Touchless bathrooms may also be considered. Smartphone apps could be used to enable passengers to access public conveniences, visualise their wait time and enter a virtual queue – the app notifying the person and unlocking/opening doors when their turn has arrived. Simpler ‘touchless’ applications include automatic taps, soap dispensers and flushing.
To help with all this, digital modelling will be needed to simulate passenger flows and to predict the impact of peak hourly flows on processing facilities.
Toward this end, Aurecon recommends asset owners create a digital twin for their terminal buildings – a digital representation of their physical asset.
This enables scenario assessments to be undertaken in a manner which is dimensionally accurate but which is also devoid of risk.
This will help owners to better understand operational constraints, passenger movements and experiences as well as to extend the life of assets through predictive and preventative maintenance assessments.
3) Wayfinding, Communication and Layout
Next, wayfinding and communication will be critical.
Here, airports should consider not just alternative layouts but also how information will be communicated as travellers adjust to these.
Actions might include:
- Social distancing voice messages and clear signage.
- Reconfigured border control queues.
- Floor stickers when queuing.
- Social distancing signs displayed in car parks and outside the terminal building.
- Signage with visual and/or audio reminders for social distancing in bathrooms.
- Extra staff to inform passengers about social distancing.
- Extra signage to instruct passengers on how to use automated facilities.
To facilitate passenger confidence, more information should be provided about airport cleaning regimes throughout concourses and lounges.

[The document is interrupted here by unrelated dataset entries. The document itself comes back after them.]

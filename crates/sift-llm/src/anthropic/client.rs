// Anthropic Messages API client implementation

use crate::traits::{ChatClient, ChatRequest, ChatResponse, TokenUsage};
use crate::types::Message;
use anyhow::{Context, Result};
use async_trait::async_trait;
use reqwest::header::{HeaderMap, HeaderValue, CONTENT_TYPE};
use serde::{Deserialize, Serialize};
use serde_json::Value;

const ANTHROPIC_API_BASE: &str = "https://api.anthropic.com";
pub const API_VERSION: &str = "2023-06-01";

/// The Messages API requires `max_tokens`; used when the request leaves it unset
pub const DEFAULT_MAX_OUTPUT_TOKENS: u32 = 1024;

/// Anthropic client (HTTP direct, no SDK)
///
/// Auth goes through `x-api-key`, and the system prompt travels as a top-level
/// `system` field rather than as a message.
#[derive(Debug)]
pub struct AnthropicClient {
    http_client: reqwest::Client,
    base_url: String,
}

impl AnthropicClient {
    pub fn new(api_key: impl Into<String>) -> Result<Self> {
        let headers = build_headers(&api_key.into())?;

        let http_client = reqwest::Client::builder()
            .default_headers(headers)
            .build()
            .context("Failed to create HTTP client")?;

        Ok(Self {
            http_client,
            base_url: ANTHROPIC_API_BASE.to_string(),
        })
    }

    pub fn with_base_url(mut self, base_url: impl Into<String>) -> Self {
        self.base_url = base_url.into().trim_end_matches('/').to_string();
        self
    }

    /// Build messages request payload
    fn build_request(&self, request: &ChatRequest) -> Value {
        let messages: Vec<Value> = request
            .messages
            .iter()
            .filter(|m| !matches!(m, Message::System { .. }))
            .map(|m| {
                serde_json::json!({
                    "role": m.role(),
                    "content": m.content(),
                })
            })
            .collect();

        let mut payload = serde_json::json!({
            "model": request.model,
            "max_tokens": request.options.max_tokens.unwrap_or(DEFAULT_MAX_OUTPUT_TOKENS),
            "messages": messages,
        });

        if let Some(obj) = payload.as_object_mut() {
            if let Some(system) = request.system_prompt() {
                obj.insert("system".to_string(), serde_json::json!(system));
            }
            if let Some(temp) = request.options.temperature {
                obj.insert("temperature".to_string(), serde_json::json!(temp));
            }
        }

        payload
    }
}

fn build_headers(api_key: &str) -> Result<HeaderMap> {
    let mut headers = HeaderMap::new();
    headers.insert(CONTENT_TYPE, HeaderValue::from_static("application/json"));
    headers.insert("anthropic-version", HeaderValue::from_static(API_VERSION));
    headers.insert(
        "x-api-key",
        HeaderValue::from_str(api_key).context("Invalid API key format")?,
    );
    Ok(headers)
}

#[async_trait]
impl ChatClient for AnthropicClient {
    async fn chat(&self, request: ChatRequest) -> Result<ChatResponse> {
        let payload = self.build_request(&request);

        tracing::debug!(model = %request.model, "sending Anthropic message");

        let response = self
            .http_client
            .post(format!("{}/v1/messages", self.base_url))
            .json(&payload)
            .send()
            .await
            .context("Failed to send request")?;

        if !response.status().is_success() {
            let status = response.status();
            let error_text = response.text().await.unwrap_or_default();
            anyhow::bail!("Anthropic API error ({}): {}", status, error_text);
        }

        let raw: AnthropicResponse = response
            .json()
            .await
            .context("Failed to parse response")?;

        Ok(raw.into_chat_response())
    }
}

// ============================================================================
// ANTHROPIC-SPECIFIC RESPONSE TYPES
// ============================================================================

#[derive(Debug, Clone, Serialize, Deserialize)]
struct AnthropicResponse {
    pub id: String,
    #[serde(default)]
    pub model: String,
    pub content: Vec<ContentBlock>,
    pub stop_reason: Option<String>,
    pub usage: Option<AnthropicUsage>,
}

#[derive(Debug, Clone, Serialize, Deserialize)]
struct ContentBlock {
    #[serde(rename = "type")]
    pub block_type: String,
    #[serde(default)]
    pub text: Option<String>,
}

#[derive(Debug, Clone, Serialize, Deserialize)]
struct AnthropicUsage {
    pub input_tokens: u32,
    pub output_tokens: u32,
}

impl AnthropicResponse {
    fn into_chat_response(self) -> ChatResponse {
        // First text block carries the answer
        let content = self
            .content
            .iter()
            .find(|block| block.block_type == "text")
            .and_then(|block| block.text.clone());

        ChatResponse {
            content,
            usage: self.usage.as_ref().map(|u| TokenUsage {
                input_tokens: u.input_tokens,
                output_tokens: u.output_tokens,
                total_tokens: u.input_tokens + u.output_tokens,
            }),
            finish_reason: self.stop_reason.clone(),
        }
    }
}
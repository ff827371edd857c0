// Azure OpenAI-specific client implementation

use crate::openai::OpenAIChatResponse;
use crate::traits::{openai_chat_payload, ChatClient, ChatRequest, ChatResponse};
use anyhow::{Context, Result};
use async_trait::async_trait;
use reqwest::header::{HeaderMap, HeaderValue, CONTENT_TYPE};

/// Azure OpenAI client (HTTP direct, no SDK)
///
/// Azure OpenAI uses a different endpoint structure and authentication method than OpenAI:
/// - URL: https://{resource}.openai.azure.com/openai/deployments/{deployment}/...
/// - Auth header: api-key instead of Authorization: Bearer
/// - Deployment name is passed via the model parameter in each request
#[derive(Debug)]
pub struct AzureOpenAIClient {
    http_client: reqwest::Client,
    endpoint: String,
    api_version: String,
}

impl AzureOpenAIClient {
    /// Create new Azure OpenAI client with builder pattern
    pub fn builder() -> AzureOpenAIClientBuilder {
        AzureOpenAIClientBuilder::default()
    }

    /// Build the full URL for an Azure OpenAI endpoint
    /// The deployment_name comes from the model parameter in the request
    pub fn build_url(&self, deployment_name: &str, path: &str) -> String {
        format!(
            "{}/openai/deployments/{}/{}?api-version={}",
            self.endpoint, deployment_name, path, self.api_version
        )
    }

    /// Chat completions URL for the deployment named by `request.model`
    pub fn chat_url(&self, request: &ChatRequest) -> String {
        self.build_url(&request.model, "chat/completions")
    }
}

/// Builder for AzureOpenAIClient
#[derive(Default)]
pub struct AzureOpenAIClientBuilder {
    api_key: Option<String>,
    endpoint: Option<String>,
    api_version: Option<String>,
}

impl AzureOpenAIClientBuilder {
    pub fn api_key(mut self, api_key: impl Into<String>) -> Self {
        self.api_key = Some(api_key.into());
        self
    }

    /// Set the Azure OpenAI endpoint (base URL)
    /// Example: "https://my-resource.openai.azure.com"
    pub fn endpoint(mut self, endpoint: impl Into<String>) -> Self {
        self.endpoint = Some(endpoint.into());
        self
    }

    pub fn api_version(mut self, api_version: impl Into<String>) -> Self {
        self.api_version = Some(api_version.into());
        self
    }

    pub fn build(self) -> Result<AzureOpenAIClient> {
        let api_key = self.api_key.context("API key is required")?;
        let endpoint = self.endpoint.context("Endpoint is required")?;
        let api_version = self.api_version.context("API version is required")?;

        let endpoint = endpoint.trim_end_matches('/').to_string();

        let mut headers = HeaderMap::new();
        headers.insert(CONTENT_TYPE, HeaderValue::from_static("application/json"));
        headers.insert(
            "api-key",
            HeaderValue::from_str(&api_key).context("Invalid API key format")?,
        );

        let http_client = reqwest::Client::builder()
            .default_headers(headers)
            .build()
            .context("Failed to create HTTP client")?;

        Ok(AzureOpenAIClient {
            http_client,
            endpoint,
            api_version,
        })
    }
}

#[async_trait]
impl ChatClient for AzureOpenAIClient {
    async fn chat(&self, request: ChatRequest) -> Result<ChatResponse> {
        // Deployment is addressed in the URL; the body carries no model field
        let payload = openai_chat_payload(None, &request.messages, &request.options);
        let url = self.chat_url(&request);

        tracing::debug!(deployment = %request.model, "sending Azure OpenAI chat completion");

        let response = self
            .http_client
            .post(&url)
            .json(&payload)
            .send()
            .await
            .context("Failed to send request")?;

        if !response.status().is_success() {
            let status = response.status();
            let error_text = response.text().await.unwrap_or_default();
            anyhow::bail!("Azure OpenAI API error ({}): {}", status, error_text);
        }

        let raw: OpenAIChatResponse = response
            .json()
            .await
            .context("Failed to parse response")?;

        Ok(raw.into_chat_response())
    }
}
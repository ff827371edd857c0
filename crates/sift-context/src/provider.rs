use std::collections::HashMap;
use std::sync::Arc;
use std::time::Instant;

use anyhow::{anyhow, Result};
use async_trait::async_trait;
use sift_llm::{ChatClient, ChatOptions, ChatRequest, ClientFactory, Message, ProviderConfig, ProviderType, RateLimiter};
use sift_types::GenerateSettings;
use tracing::{debug, error, info_span, warn, Instrument};

use crate::error::ContextError;
use crate::tokens::validate_positive;

/// Text completion backend used by the summary loop
#[async_trait]
pub trait CompletionProvider: Send + Sync {
    async fn complete(&self, prompt: &str, max_tokens: u32, settings: &GenerateSettings) -> Result<String>;
}

#[async_trait]
impl<P: CompletionProvider + ?Sized> CompletionProvider for Arc<P> {
    async fn complete(&self, prompt: &str, max_tokens: u32, settings: &GenerateSettings) -> Result<String> {
        (**self).complete(prompt, max_tokens, settings).await
    }
}

/// Validate the budget, then ask the provider for a completion.
/// An invalid budget never reaches the provider.
pub async fn complete_text(
    provider: &dyn CompletionProvider,
    prompt: &str,
    max_tokens: i64,
    settings: &GenerateSettings,
) -> crate::Result<String> {
    let max_tokens = validate_positive(max_tokens)?;
    provider
        .complete(prompt, max_tokens, settings)
        .await
        .map_err(ContextError::Completion)
}

/// Routes completions to a chat client chosen by `settings.model_type`
#[derive(Clone, Default)]
pub struct LlmProvider {
    clients: HashMap<ProviderType, Arc<dyn ChatClient>>,
}

impl LlmProvider {
    pub fn new() -> Self {
        Self::default()
    }

    pub fn with_client(mut self, provider: ProviderType, client: Arc<dyn ChatClient>) -> Self {
        self.clients.insert(provider, client);
        self
    }

    /// Build the client described by `config` and register it under its provider type
    pub fn from_config(config: ProviderConfig) -> Result<Self> {
        let provider = config.provider_type();
        let client = ClientFactory::create_client(config)?;
        Ok(Self::new().with_client(provider, client))
    }
}

#[async_trait]
impl CompletionProvider for LlmProvider {
    async fn complete(&self, prompt: &str, max_tokens: u32, settings: &GenerateSettings) -> Result<String> {
        let client = self
            .clients
            .get(&settings.model_type)
            .ok_or_else(|| anyhow!("No client configured for provider: {}", settings.model_type))?;

        let request = ChatRequest::new(
            settings.selected_model.clone(),
            vec![
                Message::system(settings.system_role.clone()),
                Message::human(prompt),
            ],
        )
        .with_options(
            ChatOptions::new()
                .max_tokens(max_tokens)
                .temperature(settings.temperature),
        );

        let response = client.chat(request).await?;
        if let Some(usage) = response.usage {
            debug!(
                input_tokens = usage.input_tokens,
                output_tokens = usage.output_tokens,
                total_tokens = usage.total_tokens,
                "Token usage"
            );
        }
        if response.hit_token_limit() {
            warn!(max_tokens, model = %settings.selected_model, "Completion cut off at the output budget");
        }

        let content = response
            .content
            .ok_or_else(|| anyhow!("No completion choices returned by {}", settings.model_type))?;

        Ok(content.trim().to_string())
    }
}

/// Claims a rate-limiter slot before each completion
pub struct RateLimited<P> {
    inner: P,
    limiter: Arc<RateLimiter>,
}

impl<P> RateLimited<P> {
    pub fn new(inner: P, limiter: Arc<RateLimiter>) -> Self {
        Self { inner, limiter }
    }
}

#[async_trait]
impl<P: CompletionProvider> CompletionProvider for RateLimited<P> {
    async fn complete(&self, prompt: &str, max_tokens: u32, settings: &GenerateSettings) -> Result<String> {
        self.limiter.acquire().await;
        self.inner.complete(prompt, max_tokens, settings).await
    }
}

/// Wraps each completion in a tracing span and logs its outcome
pub struct Logged<P> {
    inner: P,
}

impl<P> Logged<P> {
    pub fn new(inner: P) -> Self {
        Self { inner }
    }
}

#[async_trait]
impl<P: CompletionProvider> CompletionProvider for Logged<P> {
    async fn complete(&self, prompt: &str, max_tokens: u32, settings: &GenerateSettings) -> Result<String> {
        let span = info_span!(
            "complete_text",
            provider = %settings.model_type,
            model = %settings.selected_model,
            max_tokens
        );

        async {
            let started = Instant::now();
            let result = self.inner.complete(prompt, max_tokens, settings).await;
            let elapsed_ms = started.elapsed().as_millis() as u64;

            match &result {
                Ok(text) => debug!(elapsed_ms, output_chars = text.len(), "Completion finished"),
                Err(e) => error!(elapsed_ms, "Error completing text: {}", e),
            }
            result
        }
        .instrument(span)
        .await
    }
}

#[cfg(test)]
mod tests {
    use super::*;
    use sift_llm::{ChatResponse, TokenUsage};
    use std::sync::atomic::{AtomicUsize, Ordering};
    use std::sync::Mutex;
    use std::time::Duration;

    struct RecordingClient {
        requests: Mutex<Vec<ChatRequest>>,
        content: Option<String>,
        finish_reason: &'static str,
    }

    impl RecordingClient {
        fn new(content: Option<&str>) -> Arc<Self> {
            Self::finishing(content, "stop")
        }

        fn finishing(content: Option<&str>, finish_reason: &'static str) -> Arc<Self> {
            Arc::new(Self {
                requests: Mutex::new(Vec::new()),
                content: content.map(str::to_string),
                finish_reason,
            })
        }
    }

    #[async_trait]
    impl ChatClient for RecordingClient {
        async fn chat(&self, request: ChatRequest) -> Result<ChatResponse> {
            self.requests.lock().unwrap().push(request);
            Ok(ChatResponse {
                content: self.content.clone(),
                usage: Some(TokenUsage {
                    input_tokens: 12,
                    output_tokens: 3,
                    total_tokens: 15,
                }),
                finish_reason: Some(self.finish_reason.to_string()),
            })
        }
    }

    struct CountingProvider {
        calls: AtomicUsize,
    }

    #[async_trait]
    impl CompletionProvider for CountingProvider {
        async fn complete(&self, _prompt: &str, max_tokens: u32, _settings: &GenerateSettings) -> Result<String> {
            self.calls.fetch_add(1, Ordering::SeqCst);
            Ok(format!("ok {}", max_tokens))
        }
    }

    #[tokio::test]
    async fn test_llm_provider_sends_system_role_and_prompt() {
        let client = RecordingClient::new(Some("  summary  "));
        let provider = LlmProvider::new().with_client(ProviderType::OpenAI, client.clone());
        let settings = GenerateSettings::new("gpt-4o-mini", ProviderType::OpenAI)
            .with_system_role("Be brief.")
            .with_temperature(0.5);

        let text = provider.complete("Summarize this", 128, &settings).await.unwrap();
        assert_eq!(text, "summary");

        let requests = client.requests.lock().unwrap();
        assert_eq!(requests.len(), 1);
        assert_eq!(requests[0].model, "gpt-4o-mini");
        assert_eq!(requests[0].system_prompt(), Some("Be brief."));
        assert_eq!(requests[0].messages[1].content(), "Summarize this");
        assert_eq!(requests[0].options.max_tokens, Some(128));
        assert_eq!(requests[0].options.temperature, Some(0.5));
    }

    #[tokio::test]
    async fn test_llm_provider_keeps_text_cut_off_at_budget() {
        let client = RecordingClient::finishing(Some("partial summ"), "length");
        let provider = LlmProvider::new().with_client(ProviderType::OpenAI, client);
        let settings = GenerateSettings::new("gpt-4o-mini", ProviderType::OpenAI);

        let text = provider.complete("p", 4, &settings).await.unwrap();
        assert_eq!(text, "partial summ");
    }

    #[tokio::test]
    async fn test_llm_provider_routes_by_model_type() {
        let openai = RecordingClient::new(Some("openai"));
        let anthropic = RecordingClient::new(Some("anthropic"));
        let provider = LlmProvider::new()
            .with_client(ProviderType::OpenAI, openai.clone())
            .with_client(ProviderType::Anthropic, anthropic.clone());

        let settings = GenerateSettings::new("claude-3-haiku-20240307", ProviderType::Anthropic);
        assert_eq!(provider.complete("p", 10, &settings).await.unwrap(), "anthropic");
        assert!(openai.requests.lock().unwrap().is_empty());
    }

    #[tokio::test]
    async fn test_llm_provider_errors() {
        let provider = LlmProvider::new().with_client(ProviderType::OpenAI, RecordingClient::new(None));

        let settings = GenerateSettings::new("gpt-4o-mini", ProviderType::OpenAI);
        let err = provider.complete("p", 10, &settings).await.unwrap_err();
        assert!(err.to_string().contains("No completion choices"));

        let settings = GenerateSettings::new("claude", ProviderType::Anthropic);
        let err = provider.complete("p", 10, &settings).await.unwrap_err();
        assert!(err.to_string().contains("No client configured for provider: anthropic"));
    }

    #[tokio::test]
    async fn test_invalid_budget_never_reaches_provider() {
        let provider = CountingProvider { calls: AtomicUsize::new(0) };
        let settings = GenerateSettings::default();

        let result = complete_text(&provider, "p", 0, &settings).await;
        assert!(matches!(result, Err(ContextError::InvalidBudget(0))));
        let result = complete_text(&provider, "p", -12, &settings).await;
        assert!(matches!(result, Err(ContextError::InvalidBudget(-12))));
        assert_eq!(provider.calls.load(Ordering::SeqCst), 0);

        let text = complete_text(&provider, "p", 42, &settings).await.unwrap();
        assert_eq!(text, "ok 42");
        assert_eq!(provider.calls.load(Ordering::SeqCst), 1);
    }

    #[tokio::test(start_paused = true)]
    async fn test_rate_limited_waits_for_window() {
        let limiter = Arc::new(RateLimiter::new(2, Duration::from_secs(60)));
        let provider = Logged::new(RateLimited::new(
            CountingProvider { calls: AtomicUsize::new(0) },
            limiter,
        ));
        let settings = GenerateSettings::default();

        let start = tokio::time::Instant::now();
        for _ in 0..3 {
            provider.complete("p", 1, &settings).await.unwrap();
        }
        assert!(start.elapsed() >= Duration::from_secs(60));
    }
}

Confidence could be further aided through additions of visible elements such as hand sanitising stations and removal of others such as public drinking stations.
4) Passenger behaviour
Finally, airports should use this as an opportunity to improve customer experience.
When doing this, simple assumptions or guesses about passenger behaviour and their response to operational changes should be avoided.
Whilst detailed data analysis through surveys to derive insights into travel and movement preferences and behaviour is ideal, previously recorded passenger data may be used if time available to conduct a survey is insufficient.
Aurecon Aviation Industry Leader, Australia and New Zealand Brett Reiss said airports should prepare for an environment of more stringent health regulations.
“Currently airports have adopted similar guidelines to supermarkets and pharmacies with floor stickers to encourage social distancing and free hand sanitiser but more sophisticated reconfigurations will be required.,” he said.
“Additional regulations may be imposed on airports to conduct COVID-19 testing and screening. To prepare for this and to restore consumer confidence, airports need to start thinking now about the significant changes that will have to take place for airport entry, passenger flows, permanent floor markings, baggage processing, COVID-19 screening pathways, the use of touchless technology and the additional operational staff that may be required,” Mr Reiss said.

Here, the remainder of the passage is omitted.